Task objective → Take the data below and filter it for lines containing the word "crate"; show each line found.

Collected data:
--

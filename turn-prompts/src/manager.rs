//! Registry of named prompts backed by an optional prompts folder.

use std::collections::HashMap;
use std::path::{Path, PathBuf};
use std::sync::{Arc, RwLock};

use tracing::{debug, info};
use turn_primitives::{ActionDefinition, MessageRole};

use crate::error::{PromptError, PromptResult};
use crate::functions::{PromptFunction, PromptFunctions};
use crate::group::Prompt;
use crate::history::ConversationHistory;
use crate::prompt_template::{PromptTemplate, PromptTemplateConfig};
use crate::section::PromptSection;
use crate::system::{UserInputMessage, UserMessage};
use crate::template::TemplateSection;

const CONFIG_FILE: &str = "config.json";
const PROMPT_FILE: &str = "skprompt.txt";
const ACTIONS_FILE: &str = "actions.json";

/// Settings applied when the manager builds prompts from folders.
#[derive(Clone, Debug, PartialEq, Eq)]
pub struct PromptManagerOptions {
    /// Directory holding one sub-directory per prompt.
    pub prompts_folder: Option<PathBuf>,
    /// Memory path of the conversation history section.
    pub history_variable: String,
    /// Memory path of the user's input.
    pub input_variable: String,
}

impl Default for PromptManagerOptions {
    fn default() -> Self {
        Self {
            prompts_folder: None,
            history_variable: "conversation.history".to_owned(),
            input_variable: "temp.input".to_owned(),
        }
    }
}

/// Owns the template function registry and the named prompts.
///
/// Prompts are registered directly with [`PromptManager::add_prompt`] or loaded
/// lazily from `<prompts_folder>/<name>/` on first use, where `config.json` holds
/// the [`PromptTemplateConfig`], `skprompt.txt` the system template and the
/// optional `actions.json` the declared actions.
#[derive(Debug, Default)]
pub struct PromptManager {
    options: PromptManagerOptions,
    functions: PromptFunctions,
    prompts: RwLock<HashMap<String, PromptTemplate>>,
}

impl PromptManager {
    /// Creates a manager with default options and no prompts folder.
    #[must_use]
    pub fn new() -> Self {
        Self::default()
    }

    /// Creates a manager with the supplied options.
    #[must_use]
    pub fn with_options(options: PromptManagerOptions) -> Self {
        Self {
            options,
            functions: PromptFunctions::new(),
            prompts: RwLock::new(HashMap::new()),
        }
    }

    /// Creates a manager that loads prompts from `folder`.
    #[must_use]
    pub fn with_prompts_folder(folder: impl Into<PathBuf>) -> Self {
        Self::with_options(PromptManagerOptions {
            prompts_folder: Some(folder.into()),
            ..PromptManagerOptions::default()
        })
    }

    /// Returns the manager options.
    #[must_use]
    pub fn options(&self) -> &PromptManagerOptions {
        &self.options
    }

    /// Returns the template function registry.
    #[must_use]
    pub fn functions(&self) -> &PromptFunctions {
        &self.functions
    }

    /// Registers a template function.
    ///
    /// # Errors
    ///
    /// Returns [`PromptError::DuplicateFunction`] if the name is already present.
    pub fn add_function<T>(&self, name: impl Into<String>, function: T) -> PromptResult<()>
    where
        T: PromptFunction + 'static,
    {
        self.functions.register(name, function)
    }

    /// Registers a prompt.
    ///
    /// # Errors
    ///
    /// Returns [`PromptError::DuplicatePrompt`] if the name is already present.
    ///
    /// # Panics
    ///
    /// Panics if the internal prompt lock is poisoned.
    pub fn add_prompt(&self, template: PromptTemplate) -> PromptResult<()> {
        let mut prompts = self.prompts.write().expect("prompt manager poisoned");
        let name = template.name().to_owned();
        if prompts.contains_key(&name) {
            return Err(PromptError::DuplicatePrompt { name });
        }
        prompts.insert(name, template);
        Ok(())
    }

    /// Returns `true` when the prompt is registered or present in the prompts folder.
    ///
    /// # Panics
    ///
    /// Panics if the internal prompt lock is poisoned.
    pub async fn has_prompt(&self, name: &str) -> bool {
        if self
            .prompts
            .read()
            .expect("prompt manager poisoned")
            .contains_key(name)
        {
            return true;
        }
        match self.prompt_dir(name) {
            Some(dir) => tokio::fs::try_exists(dir.join(CONFIG_FILE))
                .await
                .unwrap_or(false),
            None => false,
        }
    }

    /// Returns the named prompt, loading it from the prompts folder if needed.
    ///
    /// # Errors
    ///
    /// Returns [`PromptError::NotFound`] when the prompt is neither registered nor
    /// on disk, and [`PromptError::Io`], [`PromptError::Config`], or
    /// [`PromptError::InvalidTemplate`] when its folder cannot be loaded.
    ///
    /// # Panics
    ///
    /// Panics if the internal prompt lock is poisoned.
    pub async fn get_prompt(&self, name: &str) -> PromptResult<PromptTemplate> {
        let cached = self
            .prompts
            .read()
            .expect("prompt manager poisoned")
            .get(name)
            .cloned();
        if let Some(template) = cached {
            return Ok(template);
        }

        let dir = self.prompt_dir(name).ok_or_else(|| PromptError::NotFound {
            name: name.to_owned(),
        })?;
        let template = self.load_prompt(name, &dir).await?;
        info!(prompt = name, path = %dir.display(), "loaded prompt from folder");

        let mut prompts = self.prompts.write().expect("prompt manager poisoned");
        Ok(prompts
            .entry(name.to_owned())
            .or_insert(template)
            .clone())
    }

    fn prompt_dir(&self, name: &str) -> Option<PathBuf> {
        self.options
            .prompts_folder
            .as_ref()
            .map(|folder| folder.join(name))
    }

    async fn load_prompt(&self, name: &str, dir: &Path) -> PromptResult<PromptTemplate> {
        let config_path = dir.join(CONFIG_FILE);
        if !tokio::fs::try_exists(&config_path).await.unwrap_or(false) {
            return Err(PromptError::NotFound {
                name: name.to_owned(),
            });
        }

        let config_text = read_file(&config_path).await?;
        let config: PromptTemplateConfig =
            serde_json::from_str(&config_text).map_err(|err| PromptError::Config {
                name: name.to_owned(),
                reason: format!("{CONFIG_FILE}: {err}"),
            })?;
        let text = read_file(&dir.join(PROMPT_FILE)).await?;
        let actions = load_actions(name, &dir.join(ACTIONS_FILE)).await?;
        debug!(prompt = name, actions = actions.len(), "parsed prompt folder");

        let prompt = self.build_prompt(&text, &config)?;
        Ok(PromptTemplate::new(name, prompt)
            .with_config(config)
            .with_actions(actions))
    }

    fn build_prompt(&self, text: &str, config: &PromptTemplateConfig) -> PromptResult<Prompt> {
        let mut sections: Vec<Arc<dyn PromptSection>> =
            vec![Arc::new(TemplateSection::new(text, MessageRole::System)?)];
        if config.completion.include_history {
            sections.push(Arc::new(ConversationHistory::new(
                self.options.history_variable.clone(),
            )));
        }
        if config.completion.include_images {
            sections.push(Arc::new(
                UserInputMessage::new().with_input_variable(self.options.input_variable.clone()),
            ));
        } else if config.completion.include_input {
            sections.push(Arc::new(UserMessage::new(format!(
                "{{{{${}}}}}",
                self.options.input_variable
            ))?));
        }
        Ok(Prompt::new(sections))
    }
}

async fn load_actions(name: &str, path: &Path) -> PromptResult<Vec<ActionDefinition>> {
    if !tokio::fs::try_exists(path).await.unwrap_or(false) {
        return Ok(Vec::new());
    }
    let text = read_file(path).await?;
    let config_error = |reason: String| PromptError::Config {
        name: name.to_owned(),
        reason: format!("{ACTIONS_FILE}: {reason}"),
    };
    let actions: Vec<ActionDefinition> =
        serde_json::from_str(&text).map_err(|err| config_error(err.to_string()))?;
    for action in &actions {
        ActionDefinition::new(action.name()).map_err(|err| config_error(err.to_string()))?;
    }
    Ok(actions)
}

async fn read_file(path: &Path) -> PromptResult<String> {
    tokio::fs::read_to_string(path)
        .await
        .map_err(|source| PromptError::Io {
            path: path.to_path_buf(),
            source,
        })
}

--

Answer to this exercise →
use crate::error::{PromptError, PromptResult};
use crate::functions::{PromptFunction, PromptFunctions};
use crate::group::Prompt;
use crate::history::ConversationHistory;
use crate::prompt_template::{PromptTemplate, PromptTemplateConfig};
use crate::section::PromptSection;
use crate::system::{UserInputMessage, UserMessage};
use crate::template::TemplateSection;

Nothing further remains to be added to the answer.